Site icon hindi.revoi.in

‘India may become 3rd largest economy by 2030’

Social Share

Virendra Pandit

Mumbai: India is likely to emerge as the world’s third-largest economy by 2030, a leading think-tank said on Saturday.

The year 2020 has been bad to India as the United Kingdom pushed it back from the fifth (in 2019) to the sixth-largest economy. However, India will relegate the UK again to the sixth and race to emerge as the third-largest economy by 2030, media reported.

“India has been knocked off course somewhat through the impact of the pandemic. As a result, after overtaking the UK in 2019, the UK overtakes India again in this year’s forecasts and stays ahead till 2024 before India takes over again,” the London-based Centre for Economics and Business Research (CEBR) Ltd said in an annual report.

The UK may have overtaken India again in 2020 because of the weakness of the rupee. But the Indian economy will expand by 9 percent in 2021 and by 7 percent in 2022.

“This growth trajectory will see India become the world’s third-largest economy by 2030, overtaking the UK in 2025, Germany in 2027 and Japan in 2030,” it said.

It forecast that China will, in 2028, overtake the US to become the world’s biggest economy, five years earlier than previously estimated due to the contrasting recoveries of the two countries from the COVID-19 pandemic.

Japan would remain the world’s third-biggest economy, in dollar terms, until the early 2030s when it would be overtaken by India, pushing Germany down from fourth to fifth.

The CEBR said India’s economy had been losing momentum even before the shock delivered by the COVID-19 crisis.
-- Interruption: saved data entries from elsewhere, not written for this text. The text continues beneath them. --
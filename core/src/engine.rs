use serde::{Deserialize, Serialize};

use crate::*;

#[derive(Copy, Clone, Debug, PartialEq, Eq, Serialize, Deserialize, Default)]
pub enum GameStatus {
    /// Mines not placed yet; the first reveal places them.
    #[default]
    NotStarted,
    InProgress,
    Won,
    Lost,
}

impl GameStatus {
    pub const fn is_started(self) -> bool {
        !matches!(self, Self::NotStarted)
    }

    pub const fn is_finished(self) -> bool {
        matches!(self, Self::Won | Self::Lost)
    }
}

/// Board state machine: placement on first reveal, flood reveal, chords, flags and the
/// win/loss transitions.
#[derive(Clone, Debug)]
pub struct PlayEngine {
    config: GameConfig,
    board: Board,
    placement: Option<MinePlacement>,
    status: GameStatus,
    triggered_mine: Option<Coord2>,
    spawner: Option<EnergySpawner>,
}

impl PlayEngine {
    pub fn new(config: GameConfig, placement: MinePlacement) -> Self {
        Self {
            config,
            board: Board::new(config),
            placement: Some(placement),
            status: GameStatus::NotStarted,
            triggered_mine: None,
            spawner: None,
        }
    }

    /// Enables warp energy spawning on every revealed cell.
    pub fn with_energy(mut self, spawner: EnergySpawner) -> Self {
        self.spawner = Some(spawner);
        self
    }

    pub fn status(&self) -> GameStatus {
        self.status
    }

    pub fn is_started(&self) -> bool {
        self.status.is_started()
    }

    pub fn is_finished(&self) -> bool {
        self.status.is_finished()
    }

    pub fn config(&self) -> GameConfig {
        self.config
    }

    pub fn board(&self) -> &Board {
        &self.board
    }

    pub fn size(&self) -> Coord2 {
        self.board.size()
    }

    pub fn total_mines(&self) -> CellCount {
        self.board.mine_count()
    }

    pub fn mines_left(&self) -> i32 {
        self.board.mines_left()
    }

    pub fn cell_at(&self, coords: Coord2) -> &Cell {
        self.board.cell(coords)
    }

    pub fn triggered_mine(&self) -> Option<Coord2> {
        self.triggered_mine
    }

    pub fn has_energy(&self) -> bool {
        self.spawner.is_some()
    }

    pub fn reveal(&mut self, coords: Coord2) -> Result<RevealOutcome> {
        let coords = self.board.validate_coords(coords)?;
        self.check_not_finished()?;

        if self.board.cell(coords).visibility != Visibility::Unrevealed {
            return Ok(RevealOutcome::NoChange);
        }

        self.ensure_mines_placed(coords)?;

        if self.board.cell(coords).is_mine() {
            self.lose(coords);
            return Ok(RevealOutcome::HitMine);
        }

        let outcome = self.flood_reveal(coords);
        Ok(outcome | self.check_win())
    }

    pub fn chord(&mut self, coords: Coord2) -> Result<RevealOutcome> {
        use RevealOutcome::*;

        let coords = self.board.validate_coords(coords)?;
        self.check_active()?;

        let count = match self.board.cell(coords).displayed_count() {
            Some(count) if count > 0 => count,
            _ => return Ok(NoChange),
        };

        let flagged = self
            .board
            .count_neighbors(coords, |cell| cell.visibility == Visibility::Flagged);
        if flagged != count {
            return Ok(NoChange);
        }

        let targets: Vec<Coord2> = self
            .board
            .iter_neighbors(coords)
            .filter(|&pos| self.board.cell(pos).visibility == Visibility::Unrevealed)
            .collect();

        let mut outcome = NoChange;
        for target in targets {
            let cell = self.board.cell(target);
            if cell.visibility != Visibility::Unrevealed {
                // already opened by an earlier flood in this chord
                continue;
            }
            if cell.is_mine() {
                self.lose(target);
                return Ok(HitMine);
            }
            outcome = outcome | self.flood_reveal(target);
        }

        if outcome.has_update() {
            outcome = outcome | self.check_win();
        }
        Ok(outcome)
    }

    pub fn toggle_flag(&mut self, coords: Coord2) -> Result<MarkOutcome> {
        use MarkOutcome::*;

        let coords = self.board.validate_coords(coords)?;
        self.check_active()?;

        Ok(match self.board.cell(coords).visibility {
            Visibility::Unrevealed => {
                self.board.set_visibility(coords, Visibility::Flagged);
                Changed
            }
            Visibility::Flagged => {
                self.board.set_visibility(coords, Visibility::Unrevealed);
                Changed
            }
            Visibility::Revealed => NoChange,
        })
    }

    /// Picks up energy lying on a revealed cell. Returns the amount collected.
    pub fn collect_energy(&mut self, coords: Coord2) -> Result<f64> {
        let coords = self.board.validate_coords(coords)?;
        self.check_active()?;
        Ok(self.board.take_energy(coords))
    }

    /// Transitions to `Won` once no safe cell remains hidden. Idempotent.
    pub fn check_win(&mut self) -> RevealOutcome {
        if self.status == GameStatus::InProgress && self.board.unrevealed_safe_count() == 0 {
            self.status = GameStatus::Won;
            self.triggered_mine = None;
            log::debug!("Game won");
            RevealOutcome::Won
        } else {
            RevealOutcome::NoChange
        }
    }

    /// Replaces the mine layout mid-game. Visibility and energy are kept.
    pub(crate) fn rewrite_mines(&mut self, layout: &MineLayout) -> Result<()> {
        self.check_active()?;
        self.board.apply_layout(layout)
    }

    /// Flags a hidden cell without going through the player toggle.
    pub(crate) fn mark_flagged(&mut self, coords: Coord2) -> Result<MarkOutcome> {
        let coords = self.board.validate_coords(coords)?;
        self.check_active()?;
        if self.board.cell(coords).visibility == Visibility::Unrevealed {
            self.board.set_visibility(coords, Visibility::Flagged);
            Ok(MarkOutcome::Changed)
        } else {
            Ok(MarkOutcome::NoChange)
        }
    }

    fn ensure_mines_placed(&mut self, start: Coord2) -> Result<()> {
        let Some(placement) = self.placement.take() else {
            return Ok(());
        };

        let layout = placement.layout_for(self.config, start);
        self.board.apply_layout(&layout)?;
        self.status = GameStatus::InProgress;
        Ok(())
    }

    /// Opens `start` and, through an explicit worklist, every cell reachable over zero counts.
    fn flood_reveal(&mut self, start: Coord2) -> RevealOutcome {
        let mut to_visit = vec![start];
        let mut opened = false;

        while let Some(coords) = to_visit.pop() {
            let cell = self.board.cell(coords);
            if cell.visibility != Visibility::Unrevealed {
                continue;
            }
            let Truth::Count(count) = cell.truth else {
                continue;
            };

            self.board.set_visibility(coords, Visibility::Revealed);
            opened = true;

            if let Some(spawner) = &mut self.spawner {
                if let Some(energy) = spawner.roll(count) {
                    log::trace!("Energy {} spawned at {:?}", energy, coords);
                    self.board.set_energy(coords, energy);
                }
            }

            if count == 0 {
                to_visit.extend(
                    self.board
                        .iter_neighbors(coords)
                        .filter(|&pos| self.board.cell(pos).visibility == Visibility::Unrevealed),
                );
            }
        }

        if opened {
            RevealOutcome::Revealed
        } else {
            RevealOutcome::NoChange
        }
    }

    fn lose(&mut self, triggered: Coord2) {
        let mines: Vec<Coord2> = self.board.mine_layout().mine_coords().collect();
        for coords in mines {
            self.board.set_visibility(coords, Visibility::Revealed);
        }
        self.triggered_mine = Some(triggered);
        self.status = GameStatus::Lost;
        log::debug!("Mine hit at {:?}", triggered);
    }

    fn check_active(&self) -> Result<()> {
        match self.status {
            GameStatus::InProgress => Ok(()),
            GameStatus::NotStarted => Err(GameError::NotStarted),
            GameStatus::Won | GameStatus::Lost => Err(GameError::AlreadyEnded),
        }
    }

    fn check_not_finished(&self) -> Result<()> {
        if self.status.is_finished() {
            Err(GameError::AlreadyEnded)
        } else {
            Ok(())
        }
    }
}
The rate of GDP growth sank to a more than the ten-year low of 4.2 percent in 2019, down from 6.1 percent the previous year and around half the 8.3 percent growth rate in 2016.

“Slowing growth has been a consequence of a confluence of factors including fragility in the banking system, adjustment to reforms, and a deceleration of global trade,” it said.

The COVID-19 pandemic, the think tank said, has been a human and an economic catastrophe for India, with more than 140,000 deaths recorded as of the middle of December 2020.

While this is the highest death toll outside of the US in absolute terms, it equates to around 10 deaths per 100,000, which is a significantly lower figure than has been seen in much of Europe and the Americas.

“GDP in Q2FY20 (April-June) was 23.9 percent below its 2019 level, indicating that nearly a quarter of the country’s economic activity was wiped out by the drying up of global demand and the collapse of domestic demand that accompanied the series of strict national lockdowns,” it said.

As restrictions were gradually lifted, many parts of the economy were able to spring back into action, although output remains well below pre-pandemic levels.

An important driver of India’s economic recovery thus far has been the agricultural sector, which has been buoyed by a bountiful harvest.

“The pace of the economic recovery will be inextricably linked to the development of the COVID-19 pandemic, both domestically and internationally,” it said.

As the manufacturer of the majority of the world’s vaccines and with a 42-year-old vaccination program that targets 55 million people each year, India is better placed than many other developing countries to roll out the vaccines successfully and efficiently next year.

“In the medium to long term, reforms such as the 2016 demonetization and more recently the controversial efforts to liberalize the agricultural sector can deliver economic benefits,” the think tank said.

However, with the majority of the Indian workforce employed in the agricultural sector, the reform process requires a delicate and gradual approach that balances the need for longer-term efficiency gains with the need to support incomes in the short-term.

The government’s stimulus spending in response to the COVID-19 crisis has been significantly more restrained than most other large economies, although the debt to GDP ratio did rise to 89 percent in 2020.

“The infrastructure bottlenecks that exist in India mean that investment in this area has the potential to unlock significant productivity gains. Therefore, the outlook for the economy going forwards will be closely related to the government’s approach to infrastructure spending,” it added.